Stoodi was scaling its core learning product during a period of rapid growth and repositioning, serving high school students preparing for Brazil’s university entrance exams (ENEM).
While adoption was strong, the learning experience had not evolved at the same pace. Key flows were fragmented, the study experience lacked consistency, and decisions were often reactive to short-term demands rather than guided by a cohesive product vision.
I joined to lead design during this phase, with responsibility for the core learning experience. My role combined hands-on product design, experience strategy, and the creation of scalable design foundations to support both product and team growth.
Students struggled to maintain consistent study habits over time.
While the experience worked at a surface level, it wasn’t motivating, adaptive, or supportive enough to sustain engagement throughout the school year.

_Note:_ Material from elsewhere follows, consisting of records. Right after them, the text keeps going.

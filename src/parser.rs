//! QIF record stream parser.
//!
//! Reads one source line by line: blank lines are skipped, the first
//! non-blank line must declare the record type (`!Type:`), and every later
//! line is decoded as a field and merged into the current record. A `^` line
//! hands the record to the sink. Any decode or read error aborts the source.

use crate::error::{ConvertError, Result};
use crate::field::{decode_line, Field, FieldError};
use crate::record::RecordAccumulator;
use crate::sink::RecordSink;
use log::{debug, warn};
use std::io::BufRead;

/// Literal prefix of the mandatory type declaration line.
pub const TYPE_DECLARATION: &str = "!Type:";

/// Receives non-fatal diagnostics raised while parsing.
pub trait Diagnostics {
    /// Called for a line whose field code is not recognized.
    fn unknown_field(&mut self, input: &str, line: usize, code: char);
}

/// Reports diagnostics through the `log` facade.
#[derive(Debug, Default, Clone, Copy)]
pub struct LogDiagnostics;

impl Diagnostics for LogDiagnostics {
    fn unknown_field(&mut self, input: &str, line: usize, code: char) {
        warn!("{}: line {}: unknown field code {:?}", input, line, code);
    }
}

/// Keeps diagnostics in memory, one message per event.
#[derive(Debug, Default, Clone)]
pub struct CollectedDiagnostics {
    pub messages: Vec<String>,
}

impl Diagnostics for CollectedDiagnostics {
    fn unknown_field(&mut self, input: &str, line: usize, code: char) {
        self.messages
            .push(format!("{}: line {}: unknown field code {:?}", input, line, code));
    }
}

impl<D: Diagnostics + ?Sized> Diagnostics for &mut D {
    fn unknown_field(&mut self, input: &str, line: usize, code: char) {
        (**self).unknown_field(input, line, code);
    }
}

/// Outcome of parsing one source.
#[derive(Debug, Clone, Default, PartialEq, Eq)]
pub struct ParseSummary {
    /// Text following `!Type:` in the header, e.g. `Bank`.
    pub account_type: String,

    /// Records handed to the sink.
    pub records: usize,

    /// Lines skipped because of an unrecognized field code.
    pub unknown_fields: usize,

    /// Field data left without a closing `^` at end of input.
    pub discarded_trailing: bool,
}

/// Parser state: before or after the type declaration.
#[derive(Debug, Clone, Copy, PartialEq, Eq)]
enum State {
    Scanning,
    Reading,
}

/// Drives the field decoder and record accumulator over a line stream.
///
/// One parser can process many sources in sequence; each call to
/// [`QifParser::parse`] starts from a fresh state and accumulator.
pub struct QifParser<D = LogDiagnostics> {
    diagnostics: D,
}

impl QifParser<LogDiagnostics> {
    /// Creates a parser that logs diagnostics.
    pub fn new() -> Self {
        QifParser {
            diagnostics: LogDiagnostics,
        }
    }
}

impl Default for QifParser<LogDiagnostics> {
    fn default() -> Self {
        Self::new()
    }
}

impl<D: Diagnostics> QifParser<D> {
    /// Creates a parser reporting to the given diagnostic sink.
    pub fn with_diagnostics(diagnostics: D) -> Self {
        QifParser { diagnostics }
    }

    /// The diagnostic sink this parser reports to.
    pub fn diagnostics(&self) -> &D {
        &self.diagnostics
    }

    /// Parses one QIF source, sending each completed record to `sink`.
    ///
    /// `input` identifies the source in errors and diagnostics. Records
    /// delivered before an error stay delivered; nothing after the failing
    /// line is read.
    pub fn parse<R, S>(&mut self, input: &str, reader: R, sink: &mut S) -> Result<ParseSummary>
    where
        R: BufRead,
        S: RecordSink + ?Sized,
    {
        let mut state = State::Scanning;
        let mut accumulator = RecordAccumulator::new();
        let mut summary = ParseSummary::default();
        let mut last_line = 0;

        for (idx, line) in reader.lines().enumerate() {
            let line_num = idx + 1;
            last_line = line_num;

            let line = line.map_err(|source| ConvertError::ReadFailure {
                input: input.to_string(),
                source,
            })?;
            let line = line.trim();
            if line.is_empty() {
                continue;
            }

            match state {
                State::Scanning => {
                    summary.account_type = read_header(input, line_num, line)?;
                    debug!("{}: type declaration '{}'", input, summary.account_type);
                    state = State::Reading;
                }
                State::Reading => {
                    let field = decode_line(line).map_err(|e| field_error(input, line_num, e))?;
                    match field {
                        Field::Terminator => {
                            sink.accept(accumulator.take())?;
                            summary.records += 1;
                        }
                        Field::Unknown { code, .. } => {
                            self.diagnostics.unknown_field(input, line_num, code);
                            summary.unknown_fields += 1;
                        }
                        field => accumulator.merge(field),
                    }
                }
            }
        }

        if state == State::Scanning {
            return Err(ConvertError::InvalidHeader {
                input: input.to_string(),
                line: last_line + 1,
            });
        }

        if accumulator.has_pending() {
            debug!(
                "{}: discarding unterminated record at end of input: {:?}",
                input,
                accumulator.current()
            );
            summary.discarded_trailing = true;
        }

        Ok(summary)
    }
}

/// Validates the first non-blank line and returns the declared type.
fn read_header(input: &str, line_num: usize, line: &str) -> Result<String> {
    match line.strip_prefix(TYPE_DECLARATION) {
        Some(account_type) => Ok(account_type.trim().to_string()),
        None => Err(ConvertError::InvalidHeader {
            input: input.to_string(),
            line: line_num,
        }),
    }
}

fn field_error(input: &str, line: usize, err: FieldError) -> ConvertError {
    match err {
        FieldError::Date(value) => ConvertError::DateFormat {
            input: input.to_string(),
            line,
            value,
        },
        FieldError::Amount(value) => ConvertError::AmountFormat {
            input: input.to_string(),
            line,
            value,
        },
    }
}
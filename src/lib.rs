//! # qif2csv
//!
//! Converts QIF (Quicken Interchange Format) transaction exports into a
//! normalized CSV with the columns `date,reference,note,amount`.
//!
//! ## Design Principles
//!
//! - **Line-driven parsing**: a two-state machine (header scan, then field
//!   lines) that never emits a record before its `^` terminator
//! - **Normalized values**: dates become midnight UTC ISO-8601 timestamps,
//!   amounts are fixed to 2 decimal places via `rust_decimal`
//! - **Fail fast per source**: malformed dates, amounts or headers abort
//!   the source with its path and line number attached
//! - **Injected diagnostics**: unknown field codes are reported through the
//!   [`Diagnostics`] trait rather than a global logger
//!
//! ## Example
//!
//! ```
//! use qif2csv::{QifParser, TransactionRecord};
//!
//! let qif = "!Type:Bank\nD25/12/2023\nNgift\nT1,234.5\n^\n";
//! let mut records: Vec<TransactionRecord> = Vec::new();
//! QifParser::new().parse("memory", qif.as_bytes(), &mut records).unwrap();
//!
//! assert_eq!(records[0].date, "2023-12-25T00:00:00Z");
//! assert_eq!(records[0].amount, "1234.50");
//! ```

pub mod amount;
pub mod convert;
pub mod discovery;
pub mod error;
pub mod field;
pub mod parser;
pub mod record;
pub mod sink;

pub use amount::{Amount, AmountError};
pub use convert::{BatchSummary, Converter, FailurePolicy, SourceFailure};
pub use discovery::{find_qif_files, DEFAULT_EXTENSION};
pub use error::{ConvertError, Result};
pub use field::{Field, FieldCode, FieldError};
pub use parser::{CollectedDiagnostics, Diagnostics, LogDiagnostics, ParseSummary, QifParser};
pub use record::{RecordAccumulator, TransactionRecord, CSV_HEADER};
pub use sink::{CsvSink, RecordSink};
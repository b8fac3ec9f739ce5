//! qif2csv CLI
//!
//! Converts a QIF file, or every QIF file below a directory, into one CSV
//! stream.
//!
//! # Usage
//!
//! ```bash
//! cargo run -- statements/ -o transactions.csv
//! cargo run -- checking.qif > checking.csv
//! ```
//!
//! # Environment Variables
//!
//! - `RUST_LOG`: Set to `info` to list parsed files, `debug` for details

use clap::Parser;
use log::info;
use qif2csv::{ConvertError, Converter, CsvSink, FailurePolicy, Result, DEFAULT_EXTENSION};
use std::fs::File;
use std::io::{self, BufWriter, Write};
use std::path::PathBuf;
use std::process;

#[derive(Parser, Debug)]
#[command(name = "qif2csv", version, about = "Convert QIF transactions to CSV")]
struct Cli {
    /// QIF file, or directory searched recursively
    input: PathBuf,

    /// CSV destination (default: standard output)
    #[arg(short, long)]
    output: Option<PathBuf>,

    /// Extension matched in directory mode
    #[arg(long, default_value = DEFAULT_EXTENSION)]
    extension: String,

    /// Skip sources that fail to parse instead of stopping
    #[arg(long)]
    continue_on_error: bool,
}

fn main() {
    env_logger::init();

    let cli = Cli::parse();
    match run(&cli) {
        Ok(true) => {}
        Ok(false) => process::exit(1),
        Err(e) => {
            eprintln!("Error: {}", e);
            process::exit(1);
        }
    }
}

/// Returns `Ok(false)` when sources were skipped under `--continue-on-error`.
fn run(cli: &Cli) -> Result<bool> {
    let writer: Box<dyn Write> = match &cli.output {
        Some(path) => {
            let file = File::create(path).map_err(|source| ConvertError::Output {
                path: path.clone(),
                source,
            })?;
            Box::new(BufWriter::new(file))
        }
        None => Box::new(io::stdout().lock()),
    };

    let policy = if cli.continue_on_error {
        FailurePolicy::Skip
    } else {
        FailurePolicy::Stop
    };

    let mut sink = CsvSink::new(writer)?;
    let mut converter = Converter::new(policy);
    let result = converter.convert_path(&cli.input, &cli.extension, &mut sink);

    // rows already written stay valid even when a source failed
    sink.flush()?;
    info!("Wrote {} rows", sink.rows());
    let batch = result?;

    for failure in &batch.failures {
        eprintln!("Error: {}", failure.error);
    }
    if !batch.is_clean() {
        eprintln!(
            "Skipped {} of {} sources",
            batch.failures.len(),
            batch.failures.len() + batch.sources
        );
    }

    Ok(batch.is_clean())
}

From a business perspective, this resulted in declining engagement signals and limited leverage from the core product during the retention and growth phases. The Study Plan — a critical feature in the learning journey — was underused and failed to drive long-term value.
From a delivery standpoint, the lack of a shared experience vision led to fragmented decisions, making it difficult to evolve the product consistently.
To understand why engagement consistently dropped throughout the year, we ran a discovery phase combining quantitative and qualitative research.
The goal was to move beyond surface metrics and uncover the behavioral and emotional drivers behind student drop-off.
Quantitative responses
User interviews
Behavioral segments
Students generally knew what they needed to study. What they struggled with was navigating the volume of content, time constraints, and available resources.
What they were actually looking for wasn’t more content, but structure, guidance, and a sense of control over their routine.
Based on the discovery insights, we reframed the Study Plan from a static schedule into a core product experience.
Instead of a rigid, one-size-fits-all timeline, the Study Plan became an adaptive system — helping students stay oriented, motivated, and confident throughout the school year.
The shift was from asking students to “keep up” to actively supporting them when they fell behind — the most common moment of disengagement.
The experience begins by understanding each student’s context. Instead of a generic plan, the setup flow captures goals, constraints, and preferences — such as exams, available time, and focus areas — to generate a plan that feels personal from the first interaction.
This step sets expectations and builds trust, showing that the plan adapts to the student, not the other way around.
After configuration, the Study Plan is presented as a weekly structure.
Content is organized by knowledge areas, with clear progress indicators and a consistent rhythm that helps students focus on what matters now — not everything they need to study until the end of the year.
By shifting from a long-term schedule to short, achievable cycles, the plan reduces overwhelm and reinforces a sense of progress.
Inside each topic, lessons and exercises are tightly connected.
Video classes, practice questions, and immediate feedback work together to support learning and confidence, helping students understand where they made mistakes and how to move forward.
The experience was designed to encourage continuity and motivation, turning the Study Plan into an active learning tool — not just a checklist.
To evaluate the impact of the redesigned Study Plan, we tracked key engagement, conversion, and learning outcome metrics over time.
The goal was to understand whether turning structure into a core product capability translated into sustained usage, stronger retention, and real learning results.
Post-trial conversion
Alongside the Study Plan redesign, I focused on building the foundations to scale design as a strategic capability.
Design system foundations
Established the initial design system to ensure consistency, speed and quality across core learning experiences, supporting scale without fragmenting the product.
Team structure & rituals
Defined roles, responsibilities and working rituals that improved alignment with product and engineering, enabling clearer ownership and more effective collaboration.
People development
Led and developed a team of 6 designers through coaching, feedback and hands-on collaboration, increasing autonomy, ownership and confidence in decision-making.